1. CLERK OF THE COURT
U.S. DISTRICT COURT
DISTRICT OF MINNESOTA
U.S. Courthouse
Warren E. Burger Federal Building
316 North Robert Street
St. Paul, Minnesota 55101-1460
U.S. CERTIFIED MAIL NO. Z-109-977-401 , RETURN RECEIPT REQUESTED.
One original and one copy

2. Attorney Donna Rae Johnson
Attorney No. 50945
Attorney for Defendant's
700 St. Paul Building
6 West Fifth Street
St. Paul, Minnesota 55101
U.S. CERTIFIED MAIL NO. Z-109-977-402 , RETURN RECEIPT REQUESTED.

3. INTERNET RELEASE TO ALL HUMAN RIGHTS GROUPS

4. President Fernando Henrique Cardoso & Brazil's Supreme Court Justices/o Ambassador of Brazil, USA
3006 Massachusetts Avenue, N.W.
Washington, D.C. 20008 USA
U.S. Certified Mail No. Z-109-977-381

5. Inter-American Commission on Human Rights
Organization of American States
1889 F. Street, N.W.
Washington, D.C. 20006 USA
U.S. CERTIFIED MAIL NO. Z-109-977-408
RE: TO BE FILED WITH: JUNE 30, 1998, Complaint and released to all 35 countries that are members of the Organization of American States.

John Gregory Lambros, 00436-124
P.O. Box 1000
Leavenworth, Kansas 66048-1000
USA

End of page 1


IN THE UNITED STATES DISTRICT COURT
FOR THE STATE OF MINNESOTA

JOHN GREGORY LAMBROS, #00436-124
USP Leavenworth
PO Box 1000
Leavenworth, Kansas 66048-1000, USA
Web site:
http://www.brazilboycott.org

Plaintiff

vs.

ESTATE/WILL/BUSINESS INSURANCE OF DECEASED ATTORNEY CHARLES W. FALCONER, 2680 Sumac Ridge, St. Paul, Minnesota 55110 USA

ATTORNEY SHEILA REGAN FALCONER, 2680 Sumac Ridge, St. Paul, Minnesota 55110 USA

FALCONER & FALCONER, Attorneys-at-Law, 2680 Sumac Ridge, St. Paul, Minnesota 55110 USA;

JOHN & JANE DOE'S, persons employed by Attorney C.W. Faulkner, Sheila Regan Faulkner and Faulkner & Faulkner in the representation of John Gregory Lambros;

Defendant's (Severally and jointly liable).

CIVIL CASE NO.
98-1621 (DSD-JMM)

DEMAND FOR TRIAL BY JURY, Title 28 USC Rule 38 & 39.

COMPANION CASE NO.
U.S. vs. LAMBROS
, Criminal File No.
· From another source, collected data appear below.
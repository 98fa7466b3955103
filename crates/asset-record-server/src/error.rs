//! Error types and axum `IntoResponse` implementation.

use axum::{
  Json,
  http::{HeaderValue, StatusCode, header},
  response::{IntoResponse, Response},
};
use serde_json::json;
use thiserror::Error;

#[derive(Debug, Error)]
pub enum Error {
  #[error("unauthorized")]
  Unauthorized,

  #[error("not found: {0}")]
  NotFound(String),

  /// Setup could not complete; the host may try again.
  #[error("setup not ready: {0}")]
  SetupNotReady(#[source] asset_record_core::Error),
}

impl IntoResponse for Error {
  fn into_response(self) -> Response {
    match self {
      Error::Unauthorized => {
        let mut res =
          (StatusCode::UNAUTHORIZED, "Unauthorized").into_response();
        res.headers_mut().insert(
          header::WWW_AUTHENTICATE,
          HeaderValue::from_static("Basic realm=\"asset_record\""),
        );
        res
      }
      Error::NotFound(message) => {
        (StatusCode::NOT_FOUND, Json(json!({ "error": message })))
          .into_response()
      }
      Error::SetupNotReady(e) => (
        StatusCode::SERVICE_UNAVAILABLE,
        Json(json!({ "error": e.to_string() })),
      )
        .into_response(),
    }
  }
}

pub type Result<T, E = Error> = std::result::Result<T, E>;
//! [`JsonFileStore`] — the file implementation of [`BlobStore`].

use std::path::{Path, PathBuf};

use asset_record_core::BlobStore;
use serde_json::Value;
use tokio::fs;
use tracing::{debug, warn};

use crate::{Error, Result, envelope::Envelope};

// ─── Store ───────────────────────────────────────────────────────────────────

/// Stores the asset document in one JSON file.
///
/// Cloning is cheap; clones write to the same path. Callers are expected to
/// serialize saves (the asset store already does).
#[derive(Debug, Clone)]
pub struct JsonFileStore {
  path: PathBuf,
}

impl JsonFileStore {
  /// A store backed by `path`. Nothing is read or created until the first
  /// load or save.
  pub fn new(path: impl Into<PathBuf>) -> Self { Self { path: path.into() } }

  pub fn path(&self) -> &Path { &self.path }

  fn temp_path(&self) -> PathBuf {
    let mut name = self
      .path
      .file_name()
      .map(|n| n.to_os_string())
      .unwrap_or_default();
    name.push(".tmp");
    self.path.with_file_name(name)
  }
}

impl BlobStore for JsonFileStore {
  type Error = Error;

  async fn load(&self) -> Result<Option<Value>> {
    let bytes = match fs::read(&self.path).await {
      Ok(bytes) => bytes,
      Err(e) if e.kind() == std::io::ErrorKind::NotFound => {
        debug!(path = %self.path.display(), "no storage file yet");
        return Ok(None);
      }
      Err(e) => return Err(Error::io(&self.path, e)),
    };

    let envelope: Envelope = serde_json::from_slice(&bytes)?;
    if envelope.key != crate::STORAGE_KEY {
      warn!(
        path = %self.path.display(),
        key = %envelope.key,
        "storage file has an unexpected key"
      );
    }
    envelope.into_data().map(Some)
  }

  async fn save(&self, document: Value) -> Result<()> {
    if let Some(parent) = self.path.parent().filter(|p| !p.as_os_str().is_empty())
    {
      fs::create_dir_all(parent)
        .await
        .map_err(|e| Error::io(parent, e))?;
    }

    let bytes = serde_json::to_vec_pretty(&Envelope::wrap(document))?;
    let temp = self.temp_path();
    fs::write(&temp, &bytes)
      .await
      .map_err(|e| Error::io(&temp, e))?;
    fs::rename(&temp, &self.path)
      .await
      .map_err(|e| Error::io(&self.path, e))?;

    debug!(path = %self.path.display(), bytes = bytes.len(), "wrote storage file");
    Ok(())
  }
}
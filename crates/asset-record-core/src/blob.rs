//! The [`BlobStore`] trait and an in-memory implementation.
//!
//! The asset collection is persisted as one JSON document. Backends only move
//! that document in and out; they know nothing about its contents.

use std::{
  future::Future,
  sync::{
    Mutex,
    PoisonError,
    atomic::{AtomicBool, AtomicUsize, Ordering},
  },
};

use serde_json::Value;
use thiserror::Error;

// ─── Trait ───────────────────────────────────────────────────────────────────

/// Durable load/save of the whole asset document.
///
/// All methods return `Send` futures so the store can be shared across a
/// multi-threaded runtime.
pub trait BlobStore: Send + Sync {
  type Error: std::error::Error + Send + Sync + 'static;

  /// Read the stored document, or `None` if nothing has been saved yet.
  fn load(
    &self,
  ) -> impl Future<Output = Result<Option<Value>, Self::Error>> + Send + '_;

  /// Replace the stored document.
  fn save(
    &self,
    document: Value,
  ) -> impl Future<Output = Result<(), Self::Error>> + Send + '_;
}

// ─── MemoryBlobStore ─────────────────────────────────────────────────────────

#[derive(Debug, Error)]
pub enum MemoryBlobError {
  #[error("simulated load failure")]
  Load,

  #[error("simulated save failure")]
  Save,
}

/// A [`BlobStore`] that keeps the document in process memory.
///
/// Useful for tests and throwaway runs. Loads and saves can be made to fail
/// on demand, and saves are counted.
#[derive(Debug, Default)]
pub struct MemoryBlobStore {
  document:  Mutex<Option<Value>>,
  saves:     AtomicUsize,
  fail_load: AtomicBool,
  fail_save: AtomicBool,
}

impl MemoryBlobStore {
  pub fn new() -> Self { Self::default() }

  /// Start with `document` already stored.
  pub fn with_document(document: Value) -> Self {
    Self {
      document: Mutex::new(Some(document)),
      ..Self::default()
    }
  }

  /// The most recently saved (or seeded) document.
  pub fn document(&self) -> Option<Value> {
    self
      .document
      .lock()
      .unwrap_or_else(PoisonError::into_inner)
      .clone()
  }

  /// Number of successful saves so far.
  pub fn save_count(&self) -> usize { self.saves.load(Ordering::SeqCst) }

  pub fn fail_loads(&self, fail: bool) {
    self.fail_load.store(fail, Ordering::SeqCst);
  }

  pub fn fail_saves(&self, fail: bool) {
    self.fail_save.store(fail, Ordering::SeqCst);
  }
}

impl BlobStore for MemoryBlobStore {
  type Error = MemoryBlobError;

  async fn load(&self) -> Result<Option<Value>, MemoryBlobError> {
    if self.fail_load.load(Ordering::SeqCst) {
      return Err(MemoryBlobError::Load);
    }
    Ok(self.document())
  }

  async fn save(&self, document: Value) -> Result<(), MemoryBlobError> {
    if self.fail_save.load(Ordering::SeqCst) {
      return Err(MemoryBlobError::Save);
    }
    *self.document.lock().unwrap_or_else(PoisonError::into_inner) =
      Some(document);
    self.saves.fetch_add(1, Ordering::SeqCst);
    Ok(())
  }
}
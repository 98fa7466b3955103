//! Command error codes and the [`CommandError`] type.

use serde::Serialize;
use strum::{AsRefStr, Display};
use thiserror::Error;

/// Machine-readable error code carried in a failed command response.
#[derive(
  Debug, Clone, Copy, PartialEq, Eq, Serialize, AsRefStr, Display,
)]
#[serde(rename_all = "snake_case")]
#[strum(serialize_all = "snake_case")]
pub enum ErrorCode {
  /// The store is not available, or the asset does not exist.
  NotFound,
  /// A value passed the schema but is semantically wrong (a blank name).
  InvalidInput,
  /// The message does not match the command schema, or a datetime does not
  /// parse.
  InvalidFormat,
  UnknownCommand,
  /// A write command from a caller without admin rights.
  Unauthorized,
  /// Persisting the change failed.
  UnknownError,
}

/// An error returned by a command handler.
#[derive(Debug, Clone, PartialEq, Error)]
#[error("{code}: {message}")]
pub struct CommandError {
  pub code:    ErrorCode,
  pub message: String,
}

impl CommandError {
  pub fn new(code: ErrorCode, message: impl Into<String>) -> Self {
    Self {
      code,
      message: message.into(),
    }
  }

  pub fn not_found(message: impl Into<String>) -> Self {
    Self::new(ErrorCode::NotFound, message)
  }

  pub fn invalid_input(message: impl Into<String>) -> Self {
    Self::new(ErrorCode::InvalidInput, message)
  }

  pub fn invalid_format(message: impl Into<String>) -> Self {
    Self::new(ErrorCode::InvalidFormat, message)
  }

  pub(crate) fn store_unavailable() -> Self {
    Self::not_found("Integration not configured")
  }
}

impl From<asset_record_core::Error> for CommandError {
  fn from(e: asset_record_core::Error) -> Self {
    use asset_record_core::Error;
    match e {
      Error::InvalidInput(message) => Self::invalid_input(message),
      Error::InvalidFormat(raw) => {
        Self::invalid_format(format!("Invalid datetime format: {raw}"))
      }
      other => Self::new(ErrorCode::UnknownError, other.to_string()),
    }
  }
}
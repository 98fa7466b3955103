//! Devices, entities, and the state they report.

use asset_record_core::{Asset, AssetField, datetime};
use chrono::{DateTime, Utc};
use serde::Serialize;
use serde_json::{Map, Value, json};
use strum::Display;

use crate::{
  ATTR_ASSET_ID, ATTR_RAW_CONTENT, DOMAIN, MANUFACTURER, MODEL,
  TEXT_MAX_LENGTH, VALUE_MAX, VALUE_MIN, VALUE_STEP,
};

// ─── Device ──────────────────────────────────────────────────────────────────

/// The grouping of one asset's entities.
#[derive(Debug, Clone, PartialEq, Eq, Serialize)]
pub struct Device {
  /// The asset id.
  pub identifier:   String,
  pub name:         String,
  pub manufacturer: &'static str,
  pub model:        &'static str,
}

impl Device {
  pub fn for_asset(asset: &Asset) -> Self {
    Self {
      identifier:   asset.id.clone(),
      name:         asset.name.clone(),
      manufacturer: MANUFACTURER,
      model:        MODEL,
    }
  }
}

// ─── Entity ──────────────────────────────────────────────────────────────────

#[derive(Debug, Clone, Copy, PartialEq, Eq, Serialize, Display)]
#[serde(rename_all = "snake_case")]
#[strum(serialize_all = "snake_case")]
pub enum EntityPlatformKind {
  Datetime,
  Text,
  Number,
}

#[derive(Debug, Clone, Copy, PartialEq, Eq, Serialize)]
#[serde(rename_all = "snake_case")]
pub enum NumberMode {
  Box,
}

/// One field of one asset, exposed as a controllable entity.
#[derive(Debug, Clone, PartialEq, Eq)]
pub struct Entity {
  pub unique_id: String,
  pub asset_id:  String,
  pub field:     AssetField,
  pub platform:  EntityPlatformKind,
  /// Multiline text entities also report their full content.
  pub multiline: bool,
}

impl Entity {
  fn new(asset_id: &str, field: AssetField) -> Self {
    let (platform, multiline) = match field {
      AssetField::PurchaseAt | AssetField::WarrantyUntil => {
        (EntityPlatformKind::Datetime, false)
      }
      AssetField::Value => (EntityPlatformKind::Number, false),
      AssetField::ManualMd | AssetField::MaintenanceMd => {
        (EntityPlatformKind::Text, true)
      }
      AssetField::Name | AssetField::Brand | AssetField::Category => {
        (EntityPlatformKind::Text, false)
      }
    };
    Self {
      unique_id: unique_id(asset_id, field),
      asset_id: asset_id.to_owned(),
      field,
      platform,
      multiline,
    }
  }

  /// The entities an asset is presented as. The name lives on the device,
  /// so it has no entity of its own.
  pub fn for_asset(asset_id: &str) -> Vec<Self> {
    [
      AssetField::PurchaseAt,
      AssetField::WarrantyUntil,
      AssetField::Brand,
      AssetField::Category,
      AssetField::ManualMd,
      AssetField::MaintenanceMd,
      AssetField::Value,
    ]
    .into_iter()
    .map(|field| Self::new(asset_id, field))
    .collect()
  }

  /// Render the entity's state from the current asset.
  pub fn state(&self, asset: &Asset) -> EntityState {
    let mut attributes = Map::new();
    attributes.insert(ATTR_ASSET_ID.to_owned(), json!(asset.id));

    let state = match self.platform {
      EntityPlatformKind::Datetime => {
        let ts = match self.field {
          AssetField::PurchaseAt => asset.purchase_at,
          _ => asset.warranty_until,
        };
        ts.map_or(Value::Null, |ts| json!(datetime::format(&ts)))
      }
      EntityPlatformKind::Text => {
        let full = text_value(asset, self.field);
        if self.multiline {
          attributes.insert(ATTR_RAW_CONTENT.to_owned(), json!(full));
        }
        json!(truncate(full, TEXT_MAX_LENGTH))
      }
      EntityPlatformKind::Number => {
        attributes.insert("min".to_owned(), json!(VALUE_MIN));
        attributes.insert("max".to_owned(), json!(VALUE_MAX));
        attributes.insert("step".to_owned(), json!(VALUE_STEP));
        attributes.insert("mode".to_owned(), json!(NumberMode::Box));
        json!(asset.value)
      }
    };

    EntityState {
      unique_id: self.unique_id.clone(),
      platform: self.platform,
      device: asset.id.clone(),
      translation_key: self.field.to_string(),
      state,
      attributes,
    }
  }
}

/// `asset_record_<asset id>_<field>`
pub fn unique_id(asset_id: &str, field: AssetField) -> String {
  format!("{DOMAIN}_{asset_id}_{field}")
}

fn text_value(asset: &Asset, field: AssetField) -> &str {
  match field {
    AssetField::Name => &asset.name,
    AssetField::Brand => &asset.brand,
    AssetField::Category => &asset.category,
    AssetField::ManualMd => &asset.manual_md,
    AssetField::MaintenanceMd => &asset.maintenance_md,
    AssetField::Value | AssetField::PurchaseAt | AssetField::WarrantyUntil => "",
  }
}

/// Cut `text` to at most `max` characters, marking the cut with `...`.
pub fn truncate(text: &str, max: usize) -> String {
  if text.chars().count() <= max {
    return text.to_owned();
  }
  let mut cut: String = text.chars().take(max.saturating_sub(3)).collect();
  cut.push_str("...");
  cut
}

// ─── State ───────────────────────────────────────────────────────────────────

/// A snapshot of one entity, as served by `GET /api/entities`.
#[derive(Debug, Clone, PartialEq, Serialize)]
pub struct EntityState {
  pub unique_id:       String,
  pub platform:        EntityPlatformKind,
  /// Identifier of the owning device.
  pub device:          String,
  pub translation_key: String,
  pub state:           Value,
  pub attributes:      Map<String, Value>,
}

/// A value written to an entity.
#[derive(Debug, Clone, PartialEq)]
pub enum EntityValue {
  Text(String),
  Number(f64),
  /// `None` clears the date.
  Datetime(Option<DateTime<Utc>>),
}

impl EntityValue {
  pub fn type_name(&self) -> &'static str {
    match self {
      Self::Text(_) => "text",
      Self::Number(_) => "number",
      Self::Datetime(_) => "datetime",
    }
  }
}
CR-4-89-82(05), District of Minnesota, Eighth Circuit Court of Appeals No. 65 F.3d 698 (1995).

MOTION BY PLAINTIFF FOR SUBSTITUTION OF PERSONAL REPRESENTATIVE OF THE ESTATE OF CHARLES W. FALCONER FOR DECEASED DEFENDANT CHARLES W. FALCONER. [F.R.C.P. Rule 25 (a) (1)]

Attorney Charles W. Faulkner, the above-named defendant, died on October 6, 1997,

End of page 2

and the estate of defendant has passed into the control of Defendant Sheila Regan Faulkner, the widow of Defendant Charles W. Faulkner, the Personal Representative of the Estate of Charles W. Faulkner, and the partner of Faulkner and Faulkner, Attorneys at Law, as stated in Sheila Regan Faulkner's ANSWER, dated September 8, 1998.

WHEREFORE, Plaintiff moves for an order, if legally correct, substituting Defendant Sheila Regan Faulkner, the PERSONAL REPRESENTATIVE OF THE ESTATE OF CHARLES W. FALCONER, in place of ESTATE/WILL/BUSINESS INSURANCE OF DECEASED ATTORNEY CHARLES W. FALCONER. Plaintiff read Rule 25(a)(1) and the above does not make sense to him as the estate lives on and Defendant Sheila Regan Faulkner would in this Plaintiff thoughts automatically represent the estate. Plaintiff requests the Courts ASSISTANCE in this matter as Plaintiff is trying to follow the rules. THANK YOU. Plaintiff still wants the ESTATE/WILL/BUSINESS INSURANCE.

Dated: September 15, 1998

Signed:

John Gregory Lambros, Pro Se
Reg. No. 00436-124
USP Leavenworth
P.O. Box 1000
Leavenworth, Kansas 66048-1000

End of page 3


IN THE UNITED STATES DISTRICT COURT
FOR THE STATE OF MINNESOTA

JOHN GREGORY LAMBROS, #00436-124
USP Leavenworth
PO Box 1000
Leavenworth, Kansas 66048-1000, USA
Web site:
http://members.aol.com/BrazilByct
http://adpages.com/usal/brazilct.htm
http://adpages.com/andreaci.htm
http://members.aol.com/LambrosLDF
http://members.aol.com/BraziLien
http://members.aol.com/Lambrosb1 (final digit number 1)
http://www.brazilboycott.org

Plaintiff

vs.

ESTATE/WILL/BUSINESS INSURANCE OF DECEASED ATTORNEY CHARLES W. FALCONER, 2680 Sumac Ridge, St. Paul, Minnesota 55110 USA

ATTORNEY SHEILA REGAN FALCONER, 2680 Sumac Ridge, St. Paul, Minnesota 55110 USA

FALCONER & FALCONER, Attorneys-at-Law, 2680 Sumac Ridge, St. Paul, Minnesota 55110 USA;

JOHN & JANE DOE'S, persons employed by Attorney C.W. Faulkner, Sheila Regan Faulkner and Faulkner & Faulkner in the representation of John Gregory Lambros;

Defendants (Severally and jointly liable).

CIVIL CASE NO.
98-1621 (DSD-JMM)

DEMAND FOR TRIAL BY JURY, Title 28 USC Rule 38 & 39.

COMPANION CASE NO.
U.S. vs. LAMBROS
, Criminal File No. CR-4-89-82(05), District of Minnesota, Eighth Circuit Court of Appeals No. 65 F.3d 698 (1995).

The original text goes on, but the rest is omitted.